■ What this task involves ■
Repeat every record exactly as given.

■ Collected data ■
※

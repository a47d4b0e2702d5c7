//! Direct solvers: Gaussian elimination and Cramer's rule.
//!
//! Both accept either a square coefficient matrix plus right-hand side
//! or an `n x (n+1)` augmented matrix whose last column is the
//! right-hand side.

use crate::error::LinAlgError;
use crate::linalg::Tolerances;
use crate::matrix::Matrix;
use crate::traits::Real;
use crate::vector::Vector;

/// Solve `A·x = b` by Gaussian elimination with partial pivoting.
///
/// ```
/// use linmat::{gaussian, Matrix, Vector};
///
/// let a = Matrix::from_rows(2, 2, &[2.0_f64, 1.0, 1.0, 3.0]);
/// let b = Vector::from_slice(&[3.0, 5.0]);
/// let x = gaussian(&a, &b).unwrap();
/// assert!((x[0] - 0.8).abs() < 1e-12);
/// assert!((x[1] - 1.4).abs() < 1e-12);
/// ```
pub fn gaussian<T: Real>(a: &Matrix<T>, b: &Vector<T>) -> Result<Vector<T>, LinAlgError> {
    gaussian_with(a, b, &Tolerances::default())
}

/// [`gaussian`] with explicit [`Tolerances`].
pub fn gaussian_with<T: Real>(
    a: &Matrix<T>,
    b: &Vector<T>,
    tol: &Tolerances<T>,
) -> Result<Vector<T>, LinAlgError> {
    if !a.is_square() {
        return Err(LinAlgError::Shape("Gaussian solver requires a square matrix"));
    }
    if b.len() != a.nrows() {
        return Err(LinAlgError::Shape(
            "right-hand side length must match the matrix order",
        ));
    }
    let n = a.nrows();
    let mut work = Matrix::from_fn(n, n + 1, |i, j| if j < n { a[(i, j)] } else { b[i] });
    reduce_and_substitute(&mut work, tol)
}

/// Solve an `n x (n+1)` augmented system `[A | b]` by Gaussian
/// elimination with partial pivoting.
pub fn gaussian_augmented<T: Real>(aug: &Matrix<T>) -> Result<Vector<T>, LinAlgError> {
    gaussian_augmented_with(aug, &Tolerances::default())
}

/// [`gaussian_augmented`] with explicit [`Tolerances`].
pub fn gaussian_augmented_with<T: Real>(
    aug: &Matrix<T>,
    tol: &Tolerances<T>,
) -> Result<Vector<T>, LinAlgError> {
    if aug.ncols() != aug.nrows() + 1 {
        return Err(LinAlgError::Shape(
            "augmented system must have shape n x (n+1)",
        ));
    }
    let mut work = aug.clone();
    reduce_and_substitute(&mut work, tol)
}

/// Row-reduce an `n x (n+1)` augmented matrix to upper-triangular form
/// with partial pivoting, then back-substitute.
fn reduce_and_substitute<T: Real>(
    work: &mut Matrix<T>,
    tol: &Tolerances<T>,
) -> Result<Vector<T>, LinAlgError> {
    let n = work.nrows();

    for col in 0..n {
        let mut max_row = col;
        let mut max_val = work[(col, col)].abs();
        for row in (col + 1)..n {
            let val = work[(row, col)].abs();
            if val > max_val {
                max_val = val;
                max_row = row;
            }
        }

        if max_val < tol.pivot {
            return Err(LinAlgError::Singular);
        }

        work.swap_rows(col, max_row);

        let pivot = work[(col, col)];
        for row in (col + 1)..n {
            let factor = work[(row, col)] / pivot;
            for j in col..=n {
                let val = work[(col, j)];
                work[(row, j)] -= factor * val;
            }
        }
    }

    let mut x = Vector::zeros(n);
    for i in (0..n).rev() {
        let mut sum = work[(i, n)];
        for j in (i + 1)..n {
            sum -= work[(i, j)] * x[j];
        }
        x[i] = sum / work[(i, i)];
    }

    Ok(x)
}

/// Solve `A·x = b` by Cramer's rule: each unknown is the ratio of a
/// column-substituted determinant to the base determinant.
///
/// Determinants make this cost n+1 full eliminations; prefer
/// [`gaussian`] or [`crate::Lu`] beyond small orders.
///
/// ```
/// use linmat::{cramer, Matrix, Vector};
///
/// let a = Matrix::from_rows(2, 2, &[2.0_f64, 1.0, 1.0, 3.0]);
/// let b = Vector::from_slice(&[3.0, 5.0]);
/// let x = cramer(&a, &b).unwrap();
/// assert!((x[0] - 0.8).abs() < 1e-12);
/// assert!((x[1] - 1.4).abs() < 1e-12);
/// ```
pub fn cramer<T: Real>(a: &Matrix<T>, b: &Vector<T>) -> Result<Vector<T>, LinAlgError> {
    cramer_with(a, b, &Tolerances::default())
}

/// [`cramer`] with explicit [`Tolerances`].
pub fn cramer_with<T: Real>(
    a: &Matrix<T>,
    b: &Vector<T>,
    tol: &Tolerances<T>,
) -> Result<Vector<T>, LinAlgError> {
    if !a.is_square() {
        return Err(LinAlgError::Shape("Cramer solver requires a square matrix"));
    }
    if b.len() != a.nrows() {
        return Err(LinAlgError::Shape(
            "right-hand side length must match the matrix order",
        ));
    }

    let base = a.det();
    if base.abs() < tol.pivot {
        return Err(LinAlgError::Singular);
    }

    let n = a.nrows();
    let mut x = Vector::zeros(n);
    for i in 0..n {
        let mut substituted = a.clone();
        substituted.set_col(i, b);
        x[i] = substituted.det() / base;
    }
    Ok(x)
}

/// Cramer's rule on an `n x (n+1)` augmented system `[A | b]`.
pub fn cramer_augmented<T: Real>(aug: &Matrix<T>) -> Result<Vector<T>, LinAlgError> {
    cramer_augmented_with(aug, &Tolerances::default())
}

/// [`cramer_augmented`] with explicit [`Tolerances`].
pub fn cramer_augmented_with<T: Real>(
    aug: &Matrix<T>,
    tol: &Tolerances<T>,
) -> Result<Vector<T>, LinAlgError> {
    if aug.ncols() != aug.nrows() + 1 {
        return Err(LinAlgError::Shape(
            "augmented system must have shape n x (n+1)",
        ));
    }
    let n = aug.nrows();
    let a = aug.submatrix(0, 0, n - 1, n - 1)?;
    let b = aug.col(n);
    cramer_with(&a, &b, tol)
}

※

■ Solution for this task ■
repository a47d4b0e2702d5c7
//! Direct solvers: Gaussian elimination and Cramer's rule.
//!
//! Both accept either a square coefficient matrix plus right-hand side
//! or an `n x (n+1)` augmented matrix whose last column is the
//! right-hand side.

use crate::error::LinAlgError;
use crate::linalg::Tolerances;
use crate::matrix::Matrix;
use crate::traits::Real;
use crate::vector::Vector;

/// Solve `A·x = b` by Gaussian elimination with partial pivoting.
///
/// ```
/// use linmat::{gaussian, Matrix, Vector};
///
/// let a = Matrix::from_rows(2, 2, &[2.0_f64, 1.0, 1.0, 3.0]);
/// let b = Vector::from_slice(&[3.0, 5.0]);
/// let x = gaussian(&a, &b).unwrap();
/// assert!((x[0] - 0.8).abs() < 1e-12);
/// assert!((x[1] - 1.4).abs() < 1e-12);
/// ```
pub fn gaussian<T: Real>(a: &Matrix<T>, b: &Vector<T>) -> Result<Vector<T>, LinAlgError> {
    gaussian_with(a, b, &Tolerances::default())
}

/// [`gaussian`] with explicit [`Tolerances`].
pub fn gaussian_with<T: Real>(
    a: &Matrix<T>,
    b: &Vector<T>,
    tol: &Tolerances<T>,
) -> Result<Vector<T>, LinAlgError> {
    if !a.is_square() {
        return Err(LinAlgError::Shape("Gaussian solver requires a square matrix"));
    }
    if b.len() != a.nrows() {
        return Err(LinAlgError::Shape(
            "right-hand side length must match the matrix order",
        ));
    }
    let n = a.nrows();
    let mut work = Matrix::from_fn(n, n + 1, |i, j| if j < n { a[(i, j)] } else { b[i] });
    reduce_and_substitute(&mut work, tol)
}

/// Solve an `n x (n+1)` augmented system `[A | b]` by Gaussian
/// elimination with partial pivoting.
pub fn gaussian_augmented<T: Real>(aug: &Matrix<T>) -> Result<Vector<T>, LinAlgError> {
    gaussian_augmented_with(aug, &Tolerances::default())
}

/// [`gaussian_augmented`] with explicit [`Tolerances`].
pub fn gaussian_augmented_with<T: Real>(
    aug: &Matrix<T>,
    tol: &Tolerances<T>,
) -> Result<Vector<T>, LinAlgError> {
    if aug.ncols() != aug.nrows() + 1 {
        return Err(LinAlgError::Shape(
            "augmented system must have shape n x (n+1)",
        ));
    }
    let mut work = aug.clone();
    reduce_and_substitute(&mut work, tol)
}

/// Row-reduce an `n x (n+1)` augmented matrix to upper-triangular form
/// with partial pivoting, then back-substitute.
fn reduce_and_substitute<T: Real>(
    work: &mut Matrix<T>,
    tol: &Tolerances<T>,
) -> Result<Vector<T>, LinAlgError> {
    let n = work.nrows();

    for col in 0..n {
        let mut max_row = col;
        let mut max_val = work[(col, col)].abs();
        for row in (col + 1)..n {
            let val = work[(row, col)].abs();
            if val > max_val {
                max_val = val;
                max_row = row;
            }
        }

        if max_val < tol.pivot {
            return Err(LinAlgError::Singular);
        }

        work.swap_rows(col, max_row);

        let pivot = work[(col, col)];
        for row in (col + 1)..n {
            let factor = work[(row, col)] / pivot;
            for j in col..=n {
                let val = work[(col, j)];
                work[(row, j)] -= factor * val;
            }
        }
    }

    let mut x = Vector::zeros(n);
    for i in (0..n).rev() {
        let mut sum = work[(i, n)];
        for j in (i + 1)..n {
            sum -= work[(i, j)] * x[j];
        }
        x[i] = sum / work[(i, i)];
    }

    Ok(x)
}

/// Solve `A·x = b` by Cramer's rule: each unknown is the ratio of a
/// column-substituted determinant to the base determinant.
///
/// Determinants make this cost n+1 full eliminations; prefer
/// [`gaussian`] or [`crate::Lu`] beyond small orders.
///
/// ```
/// use linmat::{cramer, Matrix, Vector};
///
/// let a = Matrix::from_rows(2, 2, &[2.0_f64, 1.0, 1.0, 3.0]);
/// let b = Vector::from_slice(&[3.0, 5.0]);
/// let x = cramer(&a, &b).unwrap();
/// assert!((x[0] - 0.8).abs() < 1e-12);
/// assert!((x[1] - 1.4).abs() < 1e-12);
/// ```
pub fn cramer<T: Real>(a: &Matrix<T>, b: &Vector<T>) -> Result<Vector<T>, LinAlgError> {
    cramer_with(a, b, &Tolerances::default())
}

/// [`cramer`] with explicit [`Tolerances`].
pub fn cramer_with<T: Real>(
    a: &Matrix<T>,
    b: &Vector<T>,
    tol: &Tolerances<T>,
) -> Result<Vector<T>, LinAlgError> {
    if !a.is_square() {
        return Err(LinAlgError::Shape("Cramer solver requires a square matrix"));
    }
    if b.len() != a.nrows() {
        return Err(LinAlgError::Shape(
            "right-hand side length must match the matrix order",
        ));
    }

    let base = a.det();
    if base.abs() < tol.pivot {
        return Err(LinAlgError::Singular);
    }

    let n = a.nrows();
    let mut x = Vector::zeros(n);
    for i in 0..n {
        let mut substituted = a.clone();
        substituted.set_col(i, b);
        x[i] = substituted.det() / base;
    }
    Ok(x)
}

/// Cramer's rule on an `n x (n+1)` augmented system `[A | b]`.
pub fn cramer_augmented<T: Real>(aug: &Matrix<T>) -> Result<Vector<T>, LinAlgError> {
    cramer_augmented_with(aug, &Tolerances::default())
}

/// [`cramer_augmented`] with explicit [`Tolerances`].
pub fn cramer_augmented_with<T: Real>(
    aug: &Matrix<T>,
    tol: &Tolerances<T>,
) -> Result<Vector<T>, LinAlgError> {
    if aug.ncols() != aug.nrows() + 1 {
        return Err(LinAlgError::Shape(
            "augmented system must have shape n x (n+1)",
        ));
    }
    let n = aug.nrows();
    let a = aug.submatrix(0, 0, n - 1, n - 1)?;
    let b = aug.col(n);
    cramer_with(&a, &b, tol)
}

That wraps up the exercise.